La sonrisa desapareció del rostro de Vanessa.

Adrian soltó una pequeña risa.

—Eso es imposible.

Samuel sacó una tableta.

Mostró una fotografía tomada esa misma mañana.

Theodore entrando al hospital.

Tomando la mano de Elena.

Después otra imagen.

La tarjeta de acceso al área privada reservada únicamente para la familia Moore.

Y una tercera.

La inscripción oficial en el registro corporativo.

ELENA MOORE. ACCIONISTA MAYORITARIA INDIVIDUAL.

Adrian sintió un escalofrío recorrerle la espalda.

Por primera vez desde que conoció a Elena…

No tenía ninguna respuesta.


Dos días después recibí el alta médica.

No regresé a la antigua casa.

Todo lo que había allí dejó de pertenecerme emocionalmente el día que Adrian decidió ordenar mi agresión.

Clara me llevó a una residencia temporal.

No era una mansión ostentosa.

Era una casa tranquila.

Con jardín.

Biblioteca.

Y una habitación especialmente adaptada para mi recuperación.

Aquella noche revisé nuevamente el expediente del divorcio.

Las condiciones seguían siendo exactamente las mismas.

Doscientos mil dólares.

Renuncia absoluta.

Cláusula de confidencialidad.

Prohibición de hacer declaraciones públicas.

Firmé.

Pero únicamente donde mi abogado había indicado.

Porque detrás del convenio agregamos un documento completamente distinto.

Un escrito de reserva expresa de acciones civiles y penales derivadas de los hechos ocurridos antes del divorcio.

Clara cerró la carpeta.

—Ahora sí.

Él ya no podrá decir que todo quedó resuelto.


Tres días después, Adrian aterrizó en Nueva York para asistir a una reunión internacional de inversionistas.

Al entrar al edificio notó algo extraño.

Las conversaciones se detenían cuando pasaba.

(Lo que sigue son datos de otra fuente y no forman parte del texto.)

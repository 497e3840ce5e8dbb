#![forbid(unsafe_code)]

//! The bound-object capability: read, write, and change notification.
//!
//! A settings registry knows nothing about widgets. It needs one thing from
//! each bound object: a [`Property`] it can read, write, and subscribe to.
//! The notification carries no value; subscribers always re-read through
//! [`Property::read`].
//!
//! Implementations in this crate:
//!
//! - [`PropertyBinding<T>`](crate::reactive::PropertyBinding): a named
//!   property backed by a weak handle to an `Observable<T>`.
//! - [`CallbackProperty`]: getter and setter closures plus an external
//!   [`Signal<()>`] for objects that are not observables.
//! - [`MappedProperty<P>`](crate::mapper::MappedProperty): a derived view of
//!   another property.
//!
//! # Failure Modes
//!
//! | Failure | Cause | Error |
//! |---------|-------|-------|
//! | Object dropped | Owner destroyed the widget | [`PropertyError::Detached`] |
//! | Wrong value kind | Stale store value, bad caller | [`PropertyError::TypeMismatch`] |
//! | Mapper domain | Value outside a mapper's domain | [`PropertyError::OutOfDomain`] |

use std::rc::Rc;

use tether_core::{Value, ValueKind};

use crate::reactive::{Signal, Subscription};

/// Errors raised by a [`Property`].
#[derive(Clone, Debug, PartialEq, Eq, thiserror::Error)]
pub enum PropertyError {
    #[error("property '{property}' is detached from its object")]
    Detached { property: String },

    #[error("property '{property}' expects {expected} values, got {found}")]
    TypeMismatch {
        property: String,
        expected: ValueKind,
        found: ValueKind,
    },

    #[error("mapper '{mapper}' cannot map {value:?}")]
    OutOfDomain { mapper: String, value: Value },
}

impl PropertyError {
    #[must_use]
    pub fn detached(property: impl Into<String>) -> Self {
        Self::Detached {
            property: property.into(),
        }
    }

    #[must_use]
    pub fn type_mismatch(property: impl Into<String>, expected: ValueKind, found: ValueKind) -> Self {
        Self::TypeMismatch {
            property: property.into(),
            expected,
            found,
        }
    }

    #[must_use]
    pub fn out_of_domain(mapper: impl Into<String>, value: Value) -> Self {
        Self::OutOfDomain {
            mapper: mapper.into(),
            value,
        }
    }

    /// Whether the bound object is gone (as opposed to a logic error).
    #[must_use]
    pub fn is_detached(&self) -> bool {
        matches!(self, Self::Detached { .. })
    }
}

/// One observable property of one bound object.
pub trait Property {
    /// Property name, for diagnostics (e.g. `"checked"`, `"complement"`).
    fn name(&self) -> &str;

    /// Pull the live value from the object.
    fn read(&self) -> Result<Value, PropertyError>;

    /// Push `value` into the object. The object raises its change
    /// notification if the live value changed.
    fn write(&self, value: Value) -> Result<(), PropertyError>;

    /// Call `on_change` whenever the live value changes, for as long as the
    /// returned [`Subscription`] is held.
    fn subscribe(&self, on_change: Rc<dyn Fn()>) -> Result<Subscription, PropertyError>;
}

impl<P: Property + ?Sized> Property for Rc<P> {
    fn name(&self) -> &str {
        (**self).name()
    }

    fn read(&self) -> Result<Value, PropertyError> {
        (**self).read()
    }

    fn write(&self, value: Value) -> Result<(), PropertyError> {
        (**self).write(value)
    }

    fn subscribe(&self, on_change: Rc<dyn Fn()>) -> Result<Subscription, PropertyError> {
        (**self).subscribe(on_change)
    }
}

impl<P: Property + ?Sized> Property for Box<P> {
    fn name(&self) -> &str {
        (**self).name()
    }

    fn read(&self) -> Result<Value, PropertyError> {
        (**self).read()
    }

    fn write(&self, value: Value) -> Result<(), PropertyError> {
        (**self).write(value)
    }

    fn subscribe(&self, on_change: Rc<dyn Fn()>) -> Result<Subscription, PropertyError> {
        (**self).subscribe(on_change)
    }
}

type Getter = dyn Fn() -> Result<Value, PropertyError>;
type Setter = dyn Fn(Value) -> Result<(), PropertyError>;

/// A property made of explicit getter and setter closures.
///
/// The object owning the state raises `changed` itself; the setter is not
/// expected to emit it (though it may).
pub struct CallbackProperty {
    name: String,
    getter: Box<Getter>,
    setter: Box<Setter>,
    changed: Signal<()>,
}

impl CallbackProperty {
    pub fn new(
        name: impl Into<String>,
        getter: impl Fn() -> Result<Value, PropertyError> + 'static,
        setter: impl Fn(Value) -> Result<(), PropertyError> + 'static,
        changed: &Signal<()>,
    ) -> Self {
        Self {
            name: name.into(),
            getter: Box::new(getter),
            setter: Box::new(setter),
            changed: changed.clone(),
        }
    }
}

impl std::fmt::Debug for CallbackProperty {
    fn fmt(&self, f: &mut std::fmt::Formatter<'_>) -> std::fmt::Result {
        f.debug_struct("CallbackProperty")
            .field("name", &self.name)
            .field("changed", &self.changed)
            .finish_non_exhaustive()
    }
}

impl Property for CallbackProperty {
    fn name(&self) -> &str {
        &self.name
    }

    fn read(&self) -> Result<Value, PropertyError> {
        (self.getter)()
    }

    fn write(&self, value: Value) -> Result<(), PropertyError> {
        (self.setter)(value)
    }

    fn subscribe(&self, on_change: Rc<dyn Fn()>) -> Result<Subscription, PropertyError> {
        Ok(self.changed.subscribe(move |()| on_change()))
    }
}

#[cfg(test)]
mod tests {
    use super::*;
    use std::cell::{Cell, RefCell};

    fn counter_property(state: &Rc<RefCell<i64>>, changed: &Signal<()>) -> CallbackProperty {
        let read_state = Rc::clone(state);
        let write_state = Rc::clone(state);
        let notify = changed.clone();
        CallbackProperty::new(
            "count",
            move || Ok(Value::Int(*read_state.borrow())),
            move |value| {
                let n = i64::try_from(value).map_err(|e| {
                    PropertyError::type_mismatch("count", e.expected, e.found)
                })?;
                *write_state.borrow_mut() = n;
                notify.emit(&());
                Ok(())
            },
            changed,
        )
    }

    #[test]
    fn callback_property_reads_and_writes() {
        let state = Rc::new(RefCell::new(3));
        let changed = Signal::new();
        let prop = counter_property(&state, &changed);

        assert_eq!(prop.name(), "count");
        assert_eq!(prop.read(), Ok(Value::Int(3)));
        prop.write(Value::Int(9)).unwrap();
        assert_eq!(*state.borrow(), 9);
    }

    #[test]
    fn callback_property_notifies_subscribers() {
        let state = Rc::new(RefCell::new(0));
        let changed = Signal::new();
        let prop = counter_property(&state, &changed);

        let hits = Rc::new(Cell::new(0));
        let h = Rc::clone(&hits);
        let sub = prop.subscribe(Rc::new(move || h.set(h.get() + 1))).unwrap();

        prop.write(Value::Int(1)).unwrap();
        changed.emit(&());
        assert_eq!(hits.get(), 2);

        drop(sub);
        changed.emit(&());
        assert_eq!(hits.get(), 2);
    }

    #[test]
    fn callback_property_rejects_wrong_kind() {
        let state = Rc::new(RefCell::new(0));
        let changed = Signal::new();
        let prop = counter_property(&state, &changed);

        let err = prop.write(Value::Bool(true)).unwrap_err();
        assert_eq!(
            err,
            PropertyError::type_mismatch("count", ValueKind::Int, ValueKind::Bool)
        );
        assert!(!err.is_detached());
    }

    #[test]
    fn rc_property_forwards() {
        let state = Rc::new(RefCell::new(5));
        let changed = Signal::new();
        let prop: Rc<dyn Property> = Rc::new(counter_property(&state, &changed));
        assert_eq!(prop.read(), Ok(Value::Int(5)));
        assert_eq!(prop.name(), "count");
    }

    #[test]
    fn error_messages() {
        assert_eq!(
            PropertyError::detached("checked").to_string(),
            "property 'checked' is detached from its object"
        );
        assert_eq!(
            PropertyError::out_of_domain("complement", Value::Int(2)).to_string(),
            "mapper 'complement' cannot map Int(2)"
        );
    }
}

Algunos directivos evitaban saludarlo.

Su director financiero apareció apresurado.

—Necesitamos hablar.

Entraron a una sala privada.

—¿Qué pasó?

El hombre colocó varias hojas sobre la mesa.

—Desde ayer tres fondos internacionales suspendieron las negociaciones.

Adrian sintió un nudo en el estómago.

—¿Por qué?

—No dieron explicaciones.

Solo dijeron que revisarán nuevamente sus políticas de gobierno corporativo y manejo de riesgos.

No entendía qué estaba ocurriendo.

Hasta que observó el último documento.

Era una solicitud formal de información enviada por un prestigioso despacho internacional.

En la parte inferior aparecía el nombre del cliente representado.

Moore International Group.

Y debajo, una frase que hizo que el color desapareciera por completo del rostro de Adrian Whitman.

“Se solicita preservar toda la documentación relacionada con el incidente ocurrido en las instalaciones del Grupo Whitman el día en que la señora Elena Moore resultó gravemente lesionada, por existir indicios de responsabilidad corporativa y participación de personal de seguridad contratado por la empresa.”